One piece of last year’s transportation bill (vetoed by Gov Dayton) would have required the Met Council to raise fares by a quarter. Mike Beard won’t let the extra quarter drop, and has brought it up this year as an independent bill. I’m not certain if the state has directly specified the amount of transit fares before; I couldn’t find any by searching the historical statutes but certainly the TCRT co’s fares were regulated, although possibly by municipalities rather than the state. But regardless of whether there’s precedent, a politically-driven fare increase contradicts existing policy, which states that:
Fares and fare collection systems shall be established and administered to accomplish the following purposes: (1) to encourage and increase transit and paratransit ridership with an emphasis on regular ridership
Although Mike Beard – whose occupation is “Business” – and Senate companion bill author and “Home builder/land developer” Joe Gimse are both clearly transit experts, they may need a refresher course on economics. Raising the price of a service typically does not encourage people to buy it, and since operating costs for transit do not increase or decrease by the passenger but rather by the vehicle, fare changes don’t have a direct relationship to operating efficiency. In fact, if a fare increase lowers ridership but not enough to cut frequency, it will worsen Metro Transit’s relatively good farebox recovery rate. In other words, a 25 cent fare increase will probably make transit less efficient.

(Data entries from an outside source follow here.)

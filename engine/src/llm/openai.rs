//! OpenAI-compatible completion client
//!
//! Streams `POST {base_url}/chat/completions` as server-sent events. Works
//! with any provider that speaks the same protocol. The API key is read
//! from the environment variable named in config at request time.

use async_trait::async_trait;
use reqwest::Client;
use sdk::errors::EngineError;
use serde_json::{json, Value};
use std::time::Duration;

use super::{
    line_stream, token_stream, CompletionModel, Frame, LLMError, Message, Result, TokenStream,
};
use crate::config::OpenAIConfig;

#[derive(Debug, Clone)]
pub struct OpenAIModel {
    base_url: String,
    model: String,
    api_key_env: String,
    timeout: Duration,
    client: Client,
}

impl OpenAIModel {
    pub fn new(config: &OpenAIConfig, timeout_secs: u64) -> std::result::Result<Self, EngineError> {
        let client = Client::builder()
            .connect_timeout(Duration::from_secs(timeout_secs))
            .build()
            .map_err(|e| EngineError::Config(format!("Failed to create HTTP client: {}", e)))?;

        Ok(Self {
            base_url: config.base_url.trim_end_matches('/').to_string(),
            model: config.model.clone(),
            api_key_env: config.api_key_env.clone(),
            timeout: Duration::from_secs(timeout_secs),
            client,
        })
    }

    fn api_key(&self) -> Result<String> {
        std::env::var(&self.api_key_env)
            .ok()
            .filter(|k| !k.is_empty())
            .ok_or_else(|| {
                LLMError::AuthenticationFailed(format!("{} is not set", self.api_key_env))
            })
    }
}

#[async_trait]
impl CompletionModel for OpenAIModel {
    fn name(&self) -> &str {
        "openai"
    }

    async fn stream(&self, messages: &[Message]) -> Result<TokenStream> {
        let api_key = self.api_key()?;

        let api_messages: Vec<Value> = messages
            .iter()
            .map(|msg| {
                json!({
                    "role": msg.role.to_string(),
                    "content": msg.content
                })
            })
            .collect();

        let payload = json!({
            "model": self.model,
            "messages": api_messages,
            "stream": true,
        });

        let url = format!("{}/chat/completions", self.base_url);
        let send = self
            .client
            .post(&url)
            .bearer_auth(api_key)
            .json(&payload)
            .send();

        let response = tokio::time::timeout(self.timeout, send)
            .await
            .map_err(|_| LLMError::Timeout)?
            .map_err(|e| LLMError::from_request(e, "OpenAI-compatible API", &self.base_url))?;

        if !response.status().is_success() {
            let status = response.status().as_u16();
            let body = response.text().await.unwrap_or_default();
            return Err(LLMError::from_status(status, body));
        }

        Ok(token_stream(line_stream(response.bytes_stream()), parse_event_line))
    }
}

fn parse_event_line(line: &str) -> Result<Frame> {
    let Some(data) = line.strip_prefix("data:") else {
        // Blank separators, comments, and event names
        return Ok(Frame::Skip);
    };
    let data = data.trim();

    if data == "[DONE]" {
        return Ok(Frame::End);
    }

    let event: Value = serde_json::from_str(data)
        .map_err(|e| LLMError::ParseError(format!("Bad SSE payload: {}", e)))?;

    if let Some(error) = event.get("error") {
        let message = error
            .get("message")
            .and_then(Value::as_str)
            .unwrap_or("provider error")
            .to_string();
        return Err(LLMError::Stream(message));
    }

    let content = event
        .get("choices")
        .and_then(Value::as_array)
        .and_then(|choices| choices.first())
        .and_then(|choice| choice.get("delta"))
        .and_then(|delta| delta.get("content"))
        .and_then(Value::as_str)
        .unwrap_or_default();

    Ok(Frame::Token(content.to_string()))
}

#[cfg(test)]
mod tests {
    use super::*;

    #[test]
    fn test_parse_event_line() {
        let frame =
            parse_event_line(r#"data: {"choices":[{"delta":{"content":"Según"}}]}"#).unwrap();
        assert!(matches!(frame, Frame::Token(t) if t == "Según"));

        assert!(matches!(parse_event_line("data: [DONE]").unwrap(), Frame::End));
        assert!(matches!(parse_event_line("").unwrap(), Frame::Skip));
        assert!(matches!(parse_event_line(": keep-alive").unwrap(), Frame::Skip));
        assert!(matches!(
            parse_event_line(r#"data: {"choices":[{"delta":{"role":"assistant"}}]}"#).unwrap(),
            Frame::Token(t) if t.is_empty()
        ));
        assert!(matches!(
            parse_event_line(r#"data: {"error":{"message":"overloaded"}}"#),
            Err(LLMError::Stream(m)) if m == "overloaded"
        ));
    }

    #[tokio::test]
    async fn test_missing_api_key_is_auth_failure() {
        let config = OpenAIConfig {
            base_url: "http://127.0.0.1:9".to_string(),
            model: "m".to_string(),
            api_key_env: "LEXIS_TEST_UNSET_OPENAI_KEY".to_string(),
        };
        let model = OpenAIModel::new(&config, 1).unwrap();
        let result = model.stream(&[Message::user("hola")]).await;
        assert!(matches!(result, Err(LLMError::AuthenticationFailed(_))));
    }
}
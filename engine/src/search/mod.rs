//! External legal search
//!
//! `SearchExecutor` wraps exactly one call to a `SearchProvider` with a hard
//! timeout and a cancellation signal, then normalizes whatever the provider
//! returned into `{title, url, snippet}`. It never returns an error: timeout,
//! provider failure, empty result sets and cancellation are all distinct
//! `SearchStatus` values on the outcome.

use async_trait::async_trait;
use reqwest::Client;
use sdk::errors::EngineError;
use sdk::types::SearchResult;
use serde::{Deserialize, Serialize};
use serde_json::Value;
use std::sync::Arc;
use std::time::Duration;
use tokio_util::sync::CancellationToken;
use tracing::{debug, warn};

use crate::config::SearchConfig;

/// Errors raised by a search provider
#[derive(Debug, thiserror::Error)]
pub enum SearchError {
    #[error("Search request timed out")]
    Timeout,

    #[error("Search provider returned status {status}: {body}")]
    Status { status: u16, body: String },

    #[error("Network error: {0}")]
    Network(String),

    #[error("Parse error: {0}")]
    Parse(String),
}

impl From<reqwest::Error> for SearchError {
    fn from(e: reqwest::Error) -> Self {
        if e.is_timeout() {
            SearchError::Timeout
        } else if e.is_decode() {
            SearchError::Parse(e.to_string())
        } else {
            SearchError::Network(e.to_string())
        }
    }
}

/// One external search backend
///
/// Providers return the raw JSON body; shape differences are absorbed by
/// the executor's normalization.
#[async_trait]
pub trait SearchProvider: Send + Sync {
    fn name(&self) -> &str;

    async fn search(&self, query: &str, num_results: usize) -> Result<Value, SearchError>;
}

/// HTTP search API: `POST {base_url}/search {query, numResults}`
#[derive(Debug, Clone)]
pub struct HttpSearchProvider {
    base_url: String,
    api_key: Option<String>,
    client: Client,
}

#[derive(Debug, Serialize)]
#[serde(rename_all = "camelCase")]
struct SearchRequest<'a> {
    query: &'a str,
    num_results: usize,
}

impl HttpSearchProvider {
    /// Build a provider from config; the API key is read from the configured
    /// environment variable
    pub fn new(config: &SearchConfig) -> Result<Self, EngineError> {
        let api_key = std::env::var(&config.api_key_env)
            .ok()
            .filter(|k| !k.is_empty());
        Self::with_api_key(&config.base_url, api_key)
    }

    pub fn with_api_key(
        base_url: impl Into<String>,
        api_key: Option<String>,
    ) -> Result<Self, EngineError> {
        let client = Client::builder()
            .build()
            .map_err(|e| EngineError::Config(format!("Failed to create HTTP client: {}", e)))?;

        Ok(Self {
            base_url: base_url.into().trim_end_matches('/').to_string(),
            api_key,
            client,
        })
    }
}

#[async_trait]
impl SearchProvider for HttpSearchProvider {
    fn name(&self) -> &str {
        "http"
    }

    async fn search(&self, query: &str, num_results: usize) -> Result<Value, SearchError> {
        let url = format!("{}/search", self.base_url);

        let mut request = self.client.post(&url).json(&SearchRequest { query, num_results });
        if let Some(key) = &self.api_key {
            request = request.bearer_auth(key);
        }

        let response = request.send().await?;

        let status = response.status();
        if !status.is_success() {
            let body = response.text().await.unwrap_or_default();
            return Err(SearchError::Status {
                status: status.as_u16(),
                body: body.chars().take(200).collect(),
            });
        }

        response
            .json::<Value>()
            .await
            .map_err(|e| SearchError::Parse(e.to_string()))
    }
}

/// How a single search call ended
#[derive(Debug, Clone, Serialize, Deserialize, PartialEq, Eq)]
#[serde(tag = "kind", rename_all = "snake_case")]
pub enum SearchStatus {
    Ok,
    Empty,
    Timeout,
    ProviderError { status: Option<u16> },
    Network,
    Parse,
    Cancelled,
}

impl SearchStatus {
    /// The call completed, with or without results
    pub fn is_success(&self) -> bool {
        matches!(self, SearchStatus::Ok | SearchStatus::Empty)
    }
}

/// Result of one bounded search call
#[derive(Debug, Clone, Serialize, Deserialize)]
pub struct SearchOutcome {
    pub success: bool,
    pub results: Vec<SearchResult>,
    pub engine: String,
    pub error_reason: Option<String>,
    pub status: SearchStatus,
}

impl SearchOutcome {
    fn failed(engine: &str, status: SearchStatus, error: EngineError) -> Self {
        Self {
            success: false,
            results: Vec::new(),
            engine: engine.to_string(),
            error_reason: Some(error.to_string()),
            status,
        }
    }
}

/// Bounded, normalizing wrapper around a search provider
#[derive(Clone)]
pub struct SearchExecutor {
    provider: Arc<dyn SearchProvider>,
    max_snippet_chars: usize,
}

impl SearchExecutor {
    pub fn new(provider: Arc<dyn SearchProvider>, max_snippet_chars: usize) -> Self {
        Self {
            provider,
            max_snippet_chars,
        }
    }

    /// Run one search
    pub async fn search(
        &self,
        query: &str,
        max_results: usize,
        timeout: Duration,
        cancel: &CancellationToken,
    ) -> SearchOutcome {
        let provider_name = self.provider.name().to_string();
        debug!(provider = %provider_name, query, max_results, "Executing search");

        let call = tokio::time::timeout(timeout, self.provider.search(query, max_results));
        let raw = tokio::select! {
            biased;
            _ = cancel.cancelled() => {
                debug!(query, "Search cancelled");
                return SearchOutcome {
                    success: false,
                    results: Vec::new(),
                    engine: provider_name,
                    error_reason: Some(EngineError::Cancelled.to_string()),
                    status: SearchStatus::Cancelled,
                };
            }
            raw = call => raw,
        };

        let body = match raw {
            Err(_) | Ok(Err(SearchError::Timeout)) => {
                let ms = timeout.as_millis() as u64;
                warn!(query, timeout_ms = ms, "Search timed out");
                return SearchOutcome::failed(
                    &provider_name,
                    SearchStatus::Timeout,
                    EngineError::SearchTimeout(ms),
                );
            }
            Ok(Err(e)) => {
                warn!(query, error = %e, "Search provider failed");
                let status = match &e {
                    SearchError::Status { status, .. } => SearchStatus::ProviderError {
                        status: Some(*status),
                    },
                    SearchError::Network(_) => SearchStatus::Network,
                    SearchError::Parse(_) => SearchStatus::Parse,
                    SearchError::Timeout => SearchStatus::Timeout,
                };
                return SearchOutcome::failed(
                    &provider_name,
                    status,
                    EngineError::SearchProvider(e.to_string()),
                );
            }
            Ok(Ok(body)) => body,
        };

        let Some(entries) = result_entries(&body) else {
            warn!(query, "Search response has no result list");
            return SearchOutcome::failed(
                &provider_name,
                SearchStatus::Parse,
                EngineError::SearchProvider("response has no result list".to_string()),
            );
        };

        let results: Vec<SearchResult> = entries
            .iter()
            .filter_map(|entry| normalize_entry(entry, self.max_snippet_chars))
            .take(max_results)
            .collect();

        let engine = body
            .get("engine")
            .and_then(Value::as_str)
            .unwrap_or(&provider_name)
            .to_string();

        let status = if results.is_empty() {
            SearchStatus::Empty
        } else {
            SearchStatus::Ok
        };
        debug!(query, engine = %engine, results = results.len(), "Search completed");

        SearchOutcome {
            success: true,
            results,
            engine,
            error_reason: None,
            status,
        }
    }
}

/// Locate the result array in a provider body
fn result_entries(body: &Value) -> Option<&Vec<Value>> {
    if let Some(list) = body.as_array() {
        return Some(list);
    }
    ["results", "items", "data", "organic"]
        .iter()
        .find_map(|key| body.get(*key).and_then(Value::as_array))
}

fn first_str<'a>(entry: &'a Value, keys: &[&str]) -> Option<&'a str> {
    keys.iter()
        .filter_map(|key| entry.get(*key).and_then(Value::as_str))
        .map(str::trim)
        .find(|s| !s.is_empty())
}

/// Map one provider entry to a `SearchResult`; entries without a URL are dropped
fn normalize_entry(entry: &Value, max_snippet_chars: usize) -> Option<SearchResult> {
    let url = first_str(entry, &["url", "link", "href"])?;
    let title = first_str(entry, &["title", "name"]).unwrap_or(url);
    let snippet = first_str(entry, &["snippet", "description", "content", "text"]).unwrap_or("");

    let snippet = snippet.split_whitespace().collect::<Vec<_>>().join(" ");

    Some(SearchResult::new(
        title.split_whitespace().collect::<Vec<_>>().join(" "),
        url,
        truncate_chars(&snippet, max_snippet_chars),
    ))
}

/// Cut `text` to at most `max` characters, marking the cut with "..."
///
/// Caps too small to hold the marker cut without it.
pub fn truncate_chars(text: &str, max: usize) -> String {
    if text.chars().count() <= max {
        return text.to_string();
    }
    if max <= 3 {
        return text.chars().take(max).collect();
    }
    let kept: String = text.chars().take(max.saturating_sub(3)).collect();
    format!("{}...", kept.trim_end())
}
//! Versioned classification rule sets
//!
//! Rule sets are TOML data so they can be tuned without touching code. Each
//! `[[rules]]` entry is a regex applied to the normalized query together with
//! a weight and a category. `[[signals]]` entries feed the complexity scorer.
//!
//! ```toml
//! version = 3
//! name = "deep"
//!
//! [[rules]]
//! pattern = '^(hola|buenos dias)\b'
//! category = "non_domain_pattern"
//! max_length = 60
//!
//! [[rules]]
//! pattern = '\b(articulo\s+\d+)\b'
//! category = "domain_pattern"
//!
//! [[signals]]
//! pattern = '\bjurisprudencia\b'
//! points = 2
//! factor = "jurisprudence"
//! ```

use regex::Regex;
use sdk::errors::EngineError;
use serde::Deserialize;
use std::fs;
use std::path::Path;
use unicode_normalization::char::is_combining_mark;
use unicode_normalization::UnicodeNormalization;

use super::{ResearchMode, SearchStrategy};

const DEEP_RULES: &str = include_str!("../../rules/deep.toml");
const LIGHTWEIGHT_RULES: &str = include_str!("../../rules/lightweight.toml");

/// What a rule contributes to the classification
#[derive(Debug, Clone, Copy, Deserialize, PartialEq, Eq)]
#[serde(rename_all = "snake_case")]
pub enum RuleCategory {
    /// Greeting or small talk; short-circuits to no search
    NonDomainPattern,
    /// Off-topic keyword; short-circuits only in short queries
    NonDomainKeyword,
    /// Explicit article, law, court or procedure reference
    DomainPattern,
    /// Legal vocabulary accumulated into a confidence
    DomainKeyword,
    /// Words that make a very short query worth a second look
    DomainContext,
}

#[derive(Debug, Deserialize)]
struct RuleFile {
    version: u32,
    name: String,
    #[serde(default)]
    rules: Vec<RuleSpec>,
    #[serde(default)]
    signals: Vec<SignalSpec>,
}

#[derive(Debug, Deserialize)]
struct RuleSpec {
    pattern: String,
    #[serde(default = "default_weight")]
    weight: f64,
    category: RuleCategory,
    #[serde(default)]
    strategy: Option<SearchStrategy>,
    #[serde(default)]
    max_length: Option<usize>,
}

#[derive(Debug, Deserialize)]
struct SignalSpec {
    pattern: String,
    points: u32,
    factor: String,
}

fn default_weight() -> f64 {
    1.0
}

/// A compiled classification rule
#[derive(Debug, Clone)]
pub struct Rule {
    pub regex: Regex,
    pub weight: f64,
    pub category: RuleCategory,
    pub strategy: Option<SearchStrategy>,
    pub max_length: Option<usize>,
}

/// A compiled complexity signal
#[derive(Debug, Clone)]
pub struct Signal {
    pub regex: Regex,
    pub points: u32,
    pub factor: String,
}

/// A named, versioned and compiled rule set
#[derive(Debug, Clone)]
pub struct RuleSet {
    pub name: String,
    pub version: u32,
    rules: Vec<Rule>,
    signals: Vec<Signal>,
}

impl RuleSet {
    /// Parse and compile a rule set from TOML text
    pub fn from_toml_str(contents: &str) -> Result<Self, EngineError> {
        let file: RuleFile = toml::from_str(contents)
            .map_err(|e| EngineError::RuleSet(format!("Failed to parse rules: {}", e)))?;

        let mut rules = Vec::with_capacity(file.rules.len());
        for spec in file.rules {
            if !spec.weight.is_finite() || spec.weight < 0.0 {
                return Err(EngineError::RuleSet(format!(
                    "Rule '{}' has invalid weight {}",
                    spec.pattern, spec.weight
                )));
            }
            let regex = Regex::new(&spec.pattern).map_err(|e| {
                EngineError::RuleSet(format!("Invalid pattern '{}': {}", spec.pattern, e))
            })?;
            rules.push(Rule {
                regex,
                weight: spec.weight,
                category: spec.category,
                strategy: spec.strategy,
                max_length: spec.max_length,
            });
        }

        let mut signals = Vec::with_capacity(file.signals.len());
        for spec in file.signals {
            let regex = Regex::new(&spec.pattern).map_err(|e| {
                EngineError::RuleSet(format!("Invalid signal '{}': {}", spec.pattern, e))
            })?;
            signals.push(Signal {
                regex,
                points: spec.points,
                factor: spec.factor,
            });
        }

        tracing::debug!(
            name = %file.name,
            version = file.version,
            rules = rules.len(),
            signals = signals.len(),
            "Compiled rule set"
        );

        Ok(Self {
            name: file.name,
            version: file.version,
            rules,
            signals,
        })
    }

    /// Load a rule set from a TOML file
    pub fn load(path: &Path) -> Result<Self, EngineError> {
        let contents = fs::read_to_string(path).map_err(|e| {
            EngineError::RuleSet(format!("Failed to read {}: {}", path.display(), e))
        })?;
        Self::from_toml_str(&contents)
    }

    /// The rule set compiled into the binary for a mode
    pub fn embedded(mode: ResearchMode) -> Result<Self, EngineError> {
        match mode {
            ResearchMode::Deep => Self::from_toml_str(DEEP_RULES),
            ResearchMode::Lightweight => Self::from_toml_str(LIGHTWEIGHT_RULES),
        }
    }

    /// The configured file when one is given, the embedded set otherwise
    pub fn load_or_embedded(path: Option<&Path>, mode: ResearchMode) -> Result<Self, EngineError> {
        match path {
            Some(path) => Self::load(path),
            None => Self::embedded(mode),
        }
    }

    /// Rules of one category, in file order
    pub fn rules(&self, category: RuleCategory) -> impl Iterator<Item = &Rule> {
        self.rules.iter().filter(move |r| r.category == category)
    }

    pub fn signals(&self) -> &[Signal] {
        &self.signals
    }
}

/// Normalize a query for matching
///
/// Lowercases, strips diacritics and collapses whitespace, so "Artículo  15"
/// and "articulo 15" are the same text to every rule.
pub fn normalize(query: &str) -> String {
    let stripped: String = query
        .nfd()
        .filter(|c| !is_combining_mark(*c))
        .collect::<String>()
        .to_lowercase();

    stripped.split_whitespace().collect::<Vec<_>>().join(" ")
}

So although the bill duplicitously titles the fare hike subdivision a “Farebox recovery adjustment”, the real purpose of the bill is to make transit less competitive. Unfortunately, if passed, the real effect of the bill would be to increase transportation costs for people in poverty, who are already disadvantaged by the region’s extreme job sprawl.
The bill hasn’t yet received a hearing – it was just introduced this week in both houses. Hopefully the rational minds that compose our professional legislature will recognize this bill for the destructive politicization of a public utility that it is. Seems unlikely. In fact a legislated fare hike is painless stab at transit for suburban Republicans who are ideologically opposed to transit but who have to deal with the inconvenience of constituents who actually use and support it – the fare hike will damage transit overall but will be less hurtful to relatively affluent riders (although the text currently requires a “proportional” increase for express buses, so the hike will likely be more than a quarter for most suburban riders). We’ll find out on March 12th, when the first hearing in the House is scheduled (the Senate hearing hadn’t been scheduled as of the ranting of this post).
Mike Beard’s persistence in legislating his perverse interpretation of Christian teachings in the form of unrestrained resource extraction and emission of climate-changing gasses has earned him the nickname “Bible-thumping” Mike Beard (by me, anyway). But his tenacious antipathy for public transit suggests a more fitting alliterative epithet: “Bus-bashing” Mike Beard. Eh? Eh?